A primeira verdade universal para o contador é que ele precisa acreditar na história e se colocar na posição de testemunha viva do que aconteceu. O contador vê a história, não está dentro dela.

Além de olhar para a história, o contador também olha para o público, nos olhos de cada uma das pessoas que está a sua frente e cria na mente delas a imagem que está realmente vendo, as coloca em seu mundo encantado. Consegue isso quando transforma sua fala em uma melodia, suas palavras em objetos e seu corpo em uma ilustração.

Preciso reforçar que a história não é propriedade do contador. Ela é patrimônio da memória ancestral de um povo ou de um autor. Portanto, o contador não pode mudar sua estrutura fundamental. O contador a transforma em imagens que depois compartilha com os ouvintes. Se eu disse “imagens”, e não fatos, o contador deve fazer descrições precisas, não enfadonhas. Deve se aproximar devagar do local onde a história ocorre e, aos poucos, ir se chegando a cada um dos personagens e objetos, descrevendo-os com adjetivos, metáforas, comparações e personificações, para depois entrar na ação propriamente dita. As palavras que usa devem carregar a força que expressam – “um saco pesado” é “um saco pesaaaado”. Suas frases são inteiras, com pontuação oral (vou usar pontuação oral, uma vez que a pontuação escrita nem sempre transcreve a fala) correta, mesmo que com pausas durante a sua emissão. E justamente usa essas pausas para saborear as imagens que cria e para que o ouvinte faça o mesmo. Seus gestos são precisos e contidos, complemento do que é dito ou esclarecimento do que não é.

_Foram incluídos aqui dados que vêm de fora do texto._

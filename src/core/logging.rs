//! Diagnostic logging to stderr.
//!
//! Default level is `error` so normal operation stays quiet; `--verbose`
//! raises it to debug. Levels, format, and an optional file target can
//! also come from `AGGCTL_LOG`, `AGGCTL_LOG_FORMAT`, and `AGGCTL_LOG_FILE`.

use std::fs::OpenOptions;
use std::path::PathBuf;

use tracing_subscriber::fmt::writer::BoxMakeWriter;
use tracing_subscriber::EnvFilter;

const LOG_LEVEL_ENV: &str = "AGGCTL_LOG";
const LOG_FORMAT_ENV: &str = "AGGCTL_LOG_FORMAT";
const LOG_FILE_ENV: &str = "AGGCTL_LOG_FILE";

/// Log output format.
#[derive(Debug, Clone, Copy, Default, PartialEq, Eq)]
pub enum LogFormat {
    /// Human-readable logs.
    #[default]
    Human,
    /// JSON logs (one event per line).
    Json,
}

impl LogFormat {
    /// Parse from string (case-insensitive).
    #[must_use]
    pub fn from_arg(s: &str) -> Option<Self> {
        match s.to_lowercase().as_str() {
            "human" => Some(Self::Human),
            "json" => Some(Self::Json),
            _ => None,
        }
    }
}

/// Log level from CLI argument or environment.
#[derive(Debug, Clone, Copy, Default, PartialEq, Eq)]
pub enum LogLevel {
    Trace,
    Debug,
    Info,
    Warn,
    #[default]
    Error,
}

impl LogLevel {
    /// Parse from CLI argument.
    #[must_use]
    pub fn from_arg(s: &str) -> Option<Self> {
        match s.to_lowercase().as_str() {
            "trace" => Some(Self::Trace),
            "verbose" | "debug" => Some(Self::Debug),
            "info" => Some(Self::Info),
            "warn" | "warning" => Some(Self::Warn),
            "error" => Some(Self::Error),
            _ => None,
        }
    }

    /// Convert to tracing filter string.
    #[must_use]
    pub const fn as_filter(self) -> &'static str {
        match self {
            Self::Trace => "trace",
            Self::Debug => "debug",
            Self::Info => "info",
            Self::Warn => "warn",
            Self::Error => "error",
        }
    }
}

/// Parse log level from `AGGCTL_LOG`.
#[must_use]
pub fn level_from_env() -> Option<LogLevel> {
    std::env::var(LOG_LEVEL_ENV)
        .ok()
        .and_then(|value| LogLevel::from_arg(value.trim()))
}

/// Parse log format from `AGGCTL_LOG_FORMAT`.
#[must_use]
pub fn format_from_env() -> Option<LogFormat> {
    std::env::var(LOG_FORMAT_ENV)
        .ok()
        .and_then(|value| LogFormat::from_arg(value.trim()))
}

/// Parse log file path from `AGGCTL_LOG_FILE`.
#[must_use]
pub fn file_from_env() -> Option<PathBuf> {
    std::env::var(LOG_FILE_ENV).ok().and_then(|value| {
        let trimmed = value.trim();
        if trimmed.is_empty() {
            None
        } else {
            Some(PathBuf::from(trimmed))
        }
    })
}

/// Initialize logging with the given settings.
pub fn init(level: LogLevel, format: LogFormat, log_file: Option<PathBuf>, verbose: bool) {
    let level = if verbose && level == LogLevel::Error {
        LogLevel::Debug
    } else {
        level
    };

    let file = log_file.and_then(|path| {
        OpenOptions::new()
            .create(true)
            .append(true)
            .open(&path)
            .ok()
    });

    let writer = file.map_or_else(
        || BoxMakeWriter::new(std::io::stderr),
        |f| BoxMakeWriter::new(std::sync::Arc::new(f)),
    );

    let filter = EnvFilter::try_from_default_env()
        .unwrap_or_else(|_| EnvFilter::new(format!("aggctl={}", level.as_filter())));

    match format {
        LogFormat::Json => {
            tracing_subscriber::fmt()
                .with_env_filter(filter)
                .json()
                .with_writer(writer)
                .try_init()
                .ok();
        }
        LogFormat::Human => {
            tracing_subscriber::fmt()
                .with_env_filter(filter)
                .with_writer(writer)
                .with_target(false)
                .without_time()
                .try_init()
                .ok();
        }
    }
}
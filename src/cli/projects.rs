//! `projects` command: list published projects and their cubes.

use crate::cli::args::OutputFormat;
use crate::cli::print_json;
use crate::core::ApiClient;
use crate::error::Result;
use crate::render;

pub async fn execute(client: &ApiClient, format: OutputFormat, pretty: bool) -> Result<()> {
    let projects = client.list_projects().await?;

    match format {
        OutputFormat::Human => print!("{}", render::render_projects(&projects)),
        OutputFormat::Json => print_json(&projects, pretty)?,
    }
    Ok(())
}
//! Health report rendering.

use std::fmt::Write as _;

use crate::report::HealthReport;

/// Issues/warnings shown before the listing is capped.
const LISTING_CAP: usize = 10;

/// Render the health check report.
#[must_use]
pub fn render_health(report: &HealthReport, cube_label: &str) -> String {
    let mut out = String::new();
    let _ = writeln!(out, "{}", "=".repeat(60));
    let _ = writeln!(out, "AGGREGATE HEALTH CHECK - {cube_label}");
    let _ = writeln!(out, "{}", "=".repeat(60));

    let _ = writeln!(out, "\nIssues Found ({}):", report.issues.len());
    render_capped(&mut out, &report.issues, "issues", "No critical issues found");

    let _ = writeln!(out, "\nWarnings ({}):", report.warnings.len());
    render_capped(&mut out, &report.warnings, "warnings", "No warnings");

    let _ = writeln!(out, "\nSummary:");
    let _ = writeln!(out, "  Total Aggregates: {}", report.total);
    let _ = writeln!(out, "  Issues:           {}", report.issues.len());
    let _ = writeln!(out, "  Warnings:         {}", report.warnings.len());
    let _ = writeln!(out, "  Health Score:     {:.1}/100", report.score);
    out
}

fn render_capped(out: &mut String, entries: &[String], noun: &str, empty_label: &str) {
    if entries.is_empty() {
        let _ = writeln!(out, "  {empty_label}");
        return;
    }
    for entry in entries.iter().take(LISTING_CAP) {
        let _ = writeln!(out, "  {entry}");
    }
    if entries.len() > LISTING_CAP {
        let _ = writeln!(out, "  ... and {} more {noun}", entries.len() - LISTING_CAP);
    }
}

E por falar em saborear as imagens, não posso deixar de colocar aqui que o contador usa e abusa de todas as sensações. Todo artista trabalha com o cérebro sensorial do seu público, e sabendo disso, o narrador pode moldar sua performance resgatando o cheiro do bolo de chocolate assando no forno da casa da avó, o banho de rio frio do passeio de verão, o sabor azedo de um morando colhido na hora, o som onomatopaico de uma porta rangendo que fará a pele do ouvinte se arrepiar.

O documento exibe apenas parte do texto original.